MEMORANDUM AND ORDER
It is hereby ORDERED that the judgment so appealed from is unanimously reversed on the law without costs and judgment is granted in favor of petitioners-plaintiffs as follows:
It is ADJUDGED and DECLARED that section 120–175 of the Municipal Code of the City of Rochester is unconstitutional under the United States and New York Constitutions.
Memorandum: Petitioners-plaintiffs (plaintiffs) commenced this hybrid CPLR article 78 proceeding and declaratory judgment action seeking, inter alia, to declare section 120–175 of the Municipal Code of the City of Rochester (Code) unconstitutional. Supreme Court denied the relief sought in the petition-complaint.
The ordinance at issue was enacted by the Rochester City Council to advance the health, safety, and welfare of the residents of the City of Rochester (see Code § 120–162). To that end, the ordinance seeks to prohibit “outdoor storage” in all districts except specifically enumerated commercial districts (id. § 120–175). The Code defines “outdoor storage” as “[s]torage of any materials, merchandise, stock, supplies, machines and the like that are not kept in a structure having at least four walls and a roof, regardless of how long such materials are kept on the premises” (id. § 120–208).
Plaintiffs contend that Code § 120–175 is unconstitutionally void for vagueness, and we agree. We therefore reverse the judgment and declare section 120–175 of the Code to be unconstitutional. Municipal ordinances, like other legislative enactments, “enjoy an ‘exceedingly strong presumption of constitutionality’ “ (Cimato Bros. v. Town of Pendleton, 270 A.D.2d 879, 879, lv denied 95 N.Y.2d 757, quoting Lighthouse Shores v. Town of Islip, 41 N.Y.2d 7, 11). The void-for-vagueness doctrine “embodies a ‘rough idea of fairness' “ (Quintard Assoc. v. New York State Liq. Auth., 57 A.D.2d 462, 465, lv denied 42 N.Y.2d 805, appeal dismissed 42 N.Y.2d 973, quoting Colten v. Kentucky, 407 U.S. 104, 110), and an impermissibly vague ordinance is a violation of the due process of law (see People v. Stuart, 100 N.Y.2d 412, 419).
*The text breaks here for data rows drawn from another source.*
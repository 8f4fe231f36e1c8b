//! Пропускная способность кодека: декодирование, кодирование, слияние.

use std::hint::black_box;
use std::io::Cursor;

use criterion::{criterion_group, criterion_main, Criterion, Throughput};
use qfile_core::{Layout, Merger, QReader, RecordEncodeExt};
use qfile_types::{ChannelRef, DataRecord, FileVersion, HeaderRecord, Payload, Record};
use rand::{rngs::StdRng, Rng, SeedableRng};

/// Правдоподобный спектр сдвига: затухающий наклон с шумом.
fn shear_bins(rng: &mut StdRng, n: usize) -> Vec<f32> {
    (0..n)
        .map(|i| {
            let slope = 1.0 / (1.0 + i as f32 * 0.1);
            slope + rng.gen_range(-0.05..0.05)
        })
        .collect()
}

fn build_records(version: FileVersion, count: usize, bins: usize) -> Vec<Record> {
    let mut rng = StdRng::seed_from_u64(42);
    let channel = ChannelRef::Known(qfile_core::hexcodes::lookup(0x920).expect("shear_raw"));

    (0..count)
        .map(|n| {
            let mut record = DataRecord::new(
                channel,
                n as f32 * 0.5,
                Payload::Spectrum(shear_bins(&mut rng, bins)),
            );
            if version.is_v12() {
                record.number = Some(n as u16);
                record.error_code = Some(0);
                record.t1 = Some(n as f32 * 0.5 + 0.25);
            }
            Record::Data(record)
        })
        .collect()
}

fn build_stream(version: FileVersion, count: usize, bins: usize) -> Vec<u8> {
    let layout = Layout::for_version(version);
    let header = HeaderRecord::new(version, 1_000, 512.0);
    let mut raw = Record::Header(header).encode(layout).expect("header");
    for record in build_records(version, count, bins) {
        raw.extend_from_slice(&record.encode(layout).expect("record"));
    }
    raw
}

fn bench_decode(c: &mut Criterion) {
    let v12 = build_stream(FileVersion::V12, 256, 64);
    let v13 = build_stream(FileVersion::V13, 256, 64);

    let mut group = c.benchmark_group("decode");
    group.throughput(Throughput::Elements(256));

    group.bench_function("v12/256rec/64bins", |b| {
        b.iter(|| {
            let reader = QReader::new(Cursor::new(black_box(&v12)));
            reader.filter_map(|r| r.ok()).count()
        })
    });
    group.bench_function("v13/256rec/64bins", |b| {
        b.iter(|| {
            let reader = QReader::new(Cursor::new(black_box(&v13)));
            reader.filter_map(|r| r.ok()).count()
        })
    });

    group.finish();
}

fn bench_encode(c: &mut Criterion) {
    let records_v12 = build_records(FileVersion::V12, 256, 64);
    let records_v13 = build_records(FileVersion::V13, 256, 64);
    let l12 = Layout::for_version(FileVersion::V12);
    let l13 = Layout::for_version(FileVersion::V13);

    let mut group = c.benchmark_group("encode");
    group.throughput(Throughput::Elements(256));

    group.bench_function("v12/256rec/64bins", |b| {
        b.iter(|| {
            records_v12
                .iter()
                .map(|r| black_box(r).encode(l12).expect("encode").len())
                .sum::<usize>()
        })
    });
    group.bench_function("v13/256rec/64bins", |b| {
        b.iter(|| {
            records_v13
                .iter()
                .map(|r| black_box(r).encode(l13).expect("encode").len())
                .sum::<usize>()
        })
    });

    group.finish();
}

fn bench_merge(c: &mut Criterion) {
    let raw1 = build_stream(FileVersion::V13, 128, 64);
    let raw2 = build_stream(FileVersion::V13, 128, 64);

    let mut group = c.benchmark_group("merge");
    group.throughput(Throughput::Elements(256));

    group.bench_function("two_streams/256rec", |b| {
        b.iter(|| {
            let merger = Merger::new(vec![
                QReader::new(Cursor::new(black_box(&raw1))),
                QReader::new(Cursor::new(black_box(&raw2))),
            ])
            .expect("merge");
            merger.filter_map(|r| r.ok()).count()
        })
    });

    group.finish();
}

criterion_group!(benches, bench_decode, bench_encode, bench_merge);
criterion_main!(benches);
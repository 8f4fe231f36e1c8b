//! Библиотека формата Q-file
//!
//! Эталонная реализация бинарного формата журналов океанографического
//! логгера: декодирование, кодирование, слияние и сокращение потоков
//! record'ов. Формат версионирован (v1.2 / v1.3); все байтовые
//! различия версий собраны в [`Layout`].
//!
//! # Быстрый старт
//!
//! ```
//! use std::io::Cursor;
//! use qfile_core::{hexcodes, QReader, QWriter};
//! use qfile_types::{
//!     ChannelRef, DataRecord, FileVersion, HeaderRecord, Payload, Record,
//! };
//!
//! // Пишем минимальный файл в память
//! let header = HeaderRecord::new(FileVersion::V13, 1_700_000_000_000, 512.0);
//! let mut writer = QWriter::new(Cursor::new(Vec::new()), header)?;
//!
//! let pressure = hexcodes::lookup(0x160)?;
//! writer.write_record(&Record::Data(DataRecord::new(
//!     ChannelRef::Known(pressure),
//!     0.5,
//!     Payload::Scalar(12.5),
//! )))?;
//! let raw = writer.finish()?.into_inner();
//!
//! // И читаем его обратно
//! let mut reader = QReader::new(Cursor::new(raw));
//! let records: Vec<_> = reader.by_ref().collect::<Result<_, _>>()?;
//!
//! assert_eq!(records.len(), 2);
//! assert_eq!(records[1].as_data().unwrap().channel.id(), 0x160);
//! # Ok::<(), qfile_types::QfError>(())
//! ```

pub mod binary;
pub mod config;
pub mod decode;
pub mod encode;
pub mod hexcodes;
pub mod layout;
pub mod merge;
pub mod reduce;

pub use decode::{read_all, QReader, ReadStats};
pub use encode::{QWriter, RecordEncodeExt};
pub use layout::Layout;
pub use merge::{merge_files, Merger};
pub use reduce::{reduce, Decimator, Reducer, ReduceSpec};

/// Версия библиотеки.
pub const VERSION: &str = env!("CARGO_PKG_VERSION");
“In addressing vagueness challenges, courts have developed a two-part test ․ [F]irst[,] ․ the court must determine whether the statute in question is sufficiently definite to give a person of ordinary intelligence fair notice that his contemplated conduct is forbidden by the statute” (id. at 420 [internal quotation marks omitted]; see People v. Nelson, 69 N.Y.2d 302, 307; see also Matter of Kaur v New York State Urban Dev. Corp., 15 NY3d 235, 256, cert denied sub nom. Tuck–It–Away, Inc. v New York State Urban Dev. Corp., 562 U.S. _, 131 S Ct 822). “Second, the court must determine whether the enactment provides officials with clear standards for enforcement” (Stuart, 100 N.Y.2d at 420; see People v. New York Trap Rock Corp., 57 N.Y.2d 371, 378).
We conclude that the ordinance fails to pass either part of the test. With respect to the first part of the test, we conclude that the ordinance gives ordinary people virtually no guidance on how to conduct themselves in order to comply with it, and the language used in the ordinance makes it “difficult [ ] for a citizen to comprehend” the precise conduct that is prohibited (Nelson, 69 N.Y.2d at 307). Moreover, with respect to the second part of the test, we conclude that the vague language of the ordinance does not provide clear standards for enforcement and, thus, a determination “whether the ordinance has been violated ‘leaves virtually unfettered discretion in the hands of’ the [code enforcement officer]” (Bakery Salvage Corp. v. City of Buffalo, 175 A.D.2d 608, 610, quoting People v. Illardo, 48 N.Y.2d 408, 414).
In view of our determination, we do not address plaintiffs' remaining contentions.